Decomposition algorithm for linear programming problems without a block structure in the Everest computing environment

V.V. Voloshinov

Abstract


The article describes decomposition method for solving linear programming problems in a general case when it is impossible or difficult to reveal the block structure (of the constraint matrix) used by the classic Danzig-Wulf or Benders decomposition algorithms. Instead, an arbitrary partition of the constraint matrix into a number of submatrices corresponding to groups of rows is used. As in the Danzig-Wolfe algorithm, one searches a maximum of a concave function (on dual variables) by a subgradient method. Iterative routine of solving the original problem includes the phases of solving sets of independent subproblems of a smaller dimension than the original one. Number of submatrices (and subproblems) depends on the dimension of the original problem and the computational power of the distributed environment, where parallel solving of above independent subproblems is done. In concrete term, it is proposed to use the optimization services deployed on the Everest platform, everest.distcomp.org.
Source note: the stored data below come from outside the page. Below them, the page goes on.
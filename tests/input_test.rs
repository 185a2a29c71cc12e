//! Input system tests
//!
//! Tests the key bindings and the modal handler stack against a lesson state

use kidsenglish::input::{
    create_default_keymap, handle_input, handle_keys, DefaultKeyHandler, HandlerAction, KeyAction,
    KeyHandler,
};
use kidsenglish::lesson::{Lesson, Material, WordStatus};
use kidsenglish::speech::{PronunciationRequest, Synth, Voice};
use kidsenglish::state::config::Config;
use kidsenglish::state::State;
use kidsenglish::ui::OverlayKind;
use kidsenglish::Result;
use std::sync::{Arc, Mutex};
use std::time::{Duration, Instant};

/// Synth that only remembers what it was asked to say
struct SpokenLog(Arc<Mutex<Vec<String>>>);

impl Synth for SpokenLog {
    fn name(&self) -> &str {
        "log"
    }

    fn voices(&mut self) -> Result<Vec<Voice>> {
        Ok(vec![Voice::new("Google US English", "en-US")])
    }

    fn cancel(&mut self) -> Result<()> {
        Ok(())
    }

    fn speak(&mut self, request: &PronunciationRequest) -> Result<()> {
        self.0.lock().unwrap().push(request.text.clone());
        Ok(())
    }
}

fn speaking_state() -> (State, Arc<Mutex<Vec<String>>>) {
    let spoken = Arc::new(Mutex::new(Vec::new()));
    let synth: Box<dyn Synth> = Box::new(SpokenLog(spoken.clone()));
    let mut state = State::with_parts(Config::defaults(), Lesson::builtin(), Some(synth));
    state.start(Instant::now());
    (state, spoken)
}

fn press(
    state: &mut State,
    handler: &mut DefaultKeyHandler,
    key: &[u8],
    now: Instant,
) -> HandlerAction {
    handle_input(key, state, handler, now).unwrap()
}

/// Swallows one key, then removes itself
struct OneShot;

impl KeyHandler for OneShot {
    fn process(&mut self, _key: &[u8], _state: &mut State, _now: Instant) -> Result<HandlerAction> {
        Ok(HandlerAction::Remove)
    }
}

#[test]
fn test_keymap_creation() {
    let keymap = create_default_keymap();

    // Page navigation
    assert_eq!(keymap.get(&b"\x1b[C".to_vec()), Some(&KeyAction::NextPage));
    assert_eq!(keymap.get(&b" ".to_vec()), Some(&KeyAction::NextPage));
    assert_eq!(keymap.get(&b"\x1b[D".to_vec()), Some(&KeyAction::PreviousPage));

    // Selection and pronunciation
    assert_eq!(keymap.get(&b"\x1b[A".to_vec()), Some(&KeyAction::SelectPrevious));
    assert_eq!(keymap.get(&b"\x1b[B".to_vec()), Some(&KeyAction::SelectNext));
    assert_eq!(keymap.get(&b"\r".to_vec()), Some(&KeyAction::SaySelected));
    assert_eq!(keymap.get(&b"1".to_vec()), Some(&KeyAction::SayItem(0)));
    assert_eq!(keymap.get(&b"9".to_vec()), Some(&KeyAction::SayItem(8)));
    assert_eq!(keymap.get(&b"0".to_vec()), None);

    // Materials and misc
    assert_eq!(
        keymap.get(&b"F".to_vec()),
        Some(&KeyAction::Print(Material::Flashcards))
    );
    assert_eq!(keymap.get(&b"l".to_vec()), Some(&KeyAction::MarkLearned));
    assert_eq!(keymap.get(&b"x".to_vec()), Some(&KeyAction::Silence));
    assert_eq!(keymap.get(&b"q".to_vec()), Some(&KeyAction::Quit));
    assert_eq!(keymap.get(&b"\x03".to_vec()), Some(&KeyAction::Quit));
}

#[test]
fn test_digit_pronounces_item() {
    let start = Instant::now();
    let (mut state, spoken) = speaking_state();
    let mut handler = DefaultKeyHandler::new(create_default_keymap());

    assert_eq!(press(&mut state, &mut handler, b"2", start), HandlerAction::Handled);
    assert_eq!(state.selected, 1);
    assert!(state.frame(80).contains("goodbye"));
    assert!(spoken.lock().unwrap().is_empty());

    state.tick(start + Duration::from_millis(100)).unwrap();
    assert_eq!(*spoken.lock().unwrap(), vec!["goodbye".to_string()]);
}

#[test]
fn test_navigation_keys() {
    let start = Instant::now();
    let (mut state, spoken) = speaking_state();
    let mut handler = DefaultKeyHandler::new(create_default_keymap());

    press(&mut state, &mut handler, b"\x1b[C", start);
    assert_eq!(state.pager.number(), 2);
    press(&mut state, &mut handler, b"\x1b[B", start);
    press(&mut state, &mut handler, b"\r", start);
    press(&mut state, &mut handler, b"\x1b[D", start);
    assert_eq!(state.pager.number(), 1);
    assert_eq!(state.selected, 0);

    state.tick(start + Duration::from_millis(100)).unwrap();
    assert_eq!(*spoken.lock().unwrap(), vec!["dog".to_string()]);
}

#[test]
fn test_unbound_key_passes_through() {
    let (mut state, _) = speaking_state();
    let mut handler = DefaultKeyHandler::new(create_default_keymap());
    assert_eq!(
        press(&mut state, &mut handler, b"z", Instant::now()),
        HandlerAction::Passthrough
    );
}

#[test]
fn test_modal_handler_swallows_key() {
    let (mut state, _) = speaking_state();
    let mut handler = DefaultKeyHandler::new(create_default_keymap());
    state.handlers.push(Box::new(OneShot));

    assert_eq!(press(&mut state, &mut handler, b"q", Instant::now()), HandlerAction::Remove);
    assert!(state.is_running());
    assert!(state.handlers.is_empty());

    press(&mut state, &mut handler, b"q", Instant::now());
    assert!(!state.is_running());
}

#[test]
fn test_mark_learned_confirmation() {
    let start = Instant::now();
    let (mut state, _) = speaking_state();
    let mut handler = DefaultKeyHandler::new(create_default_keymap());

    // Declining leaves the word new
    press(&mut state, &mut handler, b"l", start);
    assert_eq!(state.handlers.len(), 1);
    press(&mut state, &mut handler, b"n", start);
    assert!(state.handlers.is_empty());
    assert_eq!(state.lesson.pages[0].words[0].status, WordStatus::New);

    press(&mut state, &mut handler, b"l", start);
    press(&mut state, &mut handler, b"y", start);
    assert_eq!(state.lesson.pages[0].words[0].status, WordStatus::Known);
    assert!(state
        .overlays
        .iter()
        .any(|o| o.kind == OverlayKind::SuccessFlash));

    state.tick(start + Duration::from_millis(500)).unwrap();
    assert!(state.overlays.is_empty());
}

#[test]
fn test_print_announces_material() {
    let start = Instant::now();
    let (mut state, _) = speaking_state();
    let mut handler = DefaultKeyHandler::new(create_default_keymap());

    press(&mut state, &mut handler, b"C", start);
    let announcement = Material::ColoringPages.announcement().to_string();
    assert!(state
        .overlays
        .iter()
        .any(|o| o.kind == OverlayKind::Alert(announcement.clone())));
}

#[test]
fn test_repeated_arrows_in_one_read() {
    let (mut state, _) = speaking_state();
    let mut handler = DefaultKeyHandler::new(create_default_keymap());

    handle_keys(b"\x1b[C\x1b[C", &mut state, &mut handler, Instant::now()).unwrap();
    assert_eq!(state.pager.number(), 3);
}

#[test]
fn test_typed_digits_in_one_read() {
    let start = Instant::now();
    let (mut state, spoken) = speaking_state();
    let mut handler = DefaultKeyHandler::new(create_default_keymap());

    handle_keys(b"12", &mut state, &mut handler, start).unwrap();
    assert_eq!(state.selected, 1);

    // The second key supersedes the first
    state.tick(start + Duration::from_millis(100)).unwrap();
    assert_eq!(*spoken.lock().unwrap(), vec!["goodbye".to_string()]);
}

#[test]
fn test_keys_after_quit_are_ignored() {
    let (mut state, _) = speaking_state();
    let mut handler = DefaultKeyHandler::new(create_default_keymap());

    handle_keys(b"q\x1b[C", &mut state, &mut handler, Instant::now()).unwrap();
    assert!(!state.is_running());
    assert_eq!(state.pager.number(), 1);
}

#[test]
fn test_confirmation_answered_in_same_read() {
    let (mut state, _) = speaking_state();
    let mut handler = DefaultKeyHandler::new(create_default_keymap());

    handle_keys(b"ly", &mut state, &mut handler, Instant::now()).unwrap();
    assert_eq!(state.lesson.pages[0].words[0].status, WordStatus::Known);
    assert!(state.handlers.is_empty());
}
Programming of the algorithm and data exchange with solvers connected to Everest, may be done by AMPLX system based on algebraic optimization modeling language AMPL, ampl.com. Also, instead of the commercial translator AMPL, it is possible to use the Python interpreter and the freely available Pyomo package, pyomo.org, which provides interaction with AMPL-compatible solvers. The software implementation of the algorithm by Everest platform, allows to hope to get a noticeable acceleration when solving large-scale problems.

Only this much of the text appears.